*Data section*

*** Begin section ***

//! HTTP API handlers for klangbild-gen
//!
//! REST endpoints for submitting and polling transactions, plus SSE.

pub mod health;
pub mod sse;
pub mod transactions;

pub use health::health_routes;
pub use sse::event_stream;
pub use transactions::transaction_routes;
//! Remote asset retrieval
//!
//! Downloads a generated image by URL and normalizes it to PNG, the stored
//! format of `resultImage`. A non-success response is terminal: no retry.

use std::io::Cursor;
use std::time::Duration;

use image::ImageFormat;

use crate::error::StageError;

const USER_AGENT: &str = concat!("klangbild-gen/", env!("CARGO_PKG_VERSION"));

/// Decode any supported image and re-encode it as PNG
pub fn encode_png(bytes: &[u8]) -> Result<Vec<u8>, image::ImageError> {
    let decoded = image::load_from_memory(bytes)?;
    let mut buffer = Cursor::new(Vec::new());
    decoded.write_to(&mut buffer, ImageFormat::Png)?;
    Ok(buffer.into_inner())
}

/// HTTP asset fetcher
#[derive(Clone)]
pub struct AssetFetcher {
    http_client: reqwest::Client,
}

impl AssetFetcher {
    pub fn new(timeout: Duration) -> Result<Self, StageError> {
        let http_client = reqwest::Client::builder()
            .user_agent(USER_AGENT)
            .timeout(timeout)
            .build()
            .map_err(|e| StageError::Download(e.to_string()))?;

        Ok(Self { http_client })
    }

    /// GET `url` and return the payload as PNG bytes
    pub async fn fetch(&self, url: &str) -> Result<Vec<u8>, StageError> {
        tracing::debug!(url = %url, "Downloading generated asset");

        let response = self
            .http_client
            .get(url)
            .send()
            .await
            .map_err(|e| StageError::Download(e.to_string()))?;

        let status = response.status();
        if !status.is_success() {
            tracing::error!(url = %url, status = %status, "Error while downloading image");
            return Err(StageError::Download(format!("HTTP {} from {}", status, url)));
        }

        let body = response
            .bytes()
            .await
            .map_err(|e| StageError::Download(e.to_string()))?;

        encode_png(&body).map_err(|e| StageError::Download(format!("undecodable image: {}", e)))
    }
}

*** End section ***

Copy every line of the listing containing the string "ImageFormat".

use image::ImageFormat;
    decoded.write_to(&mut buffer, ImageFormat::Png)?;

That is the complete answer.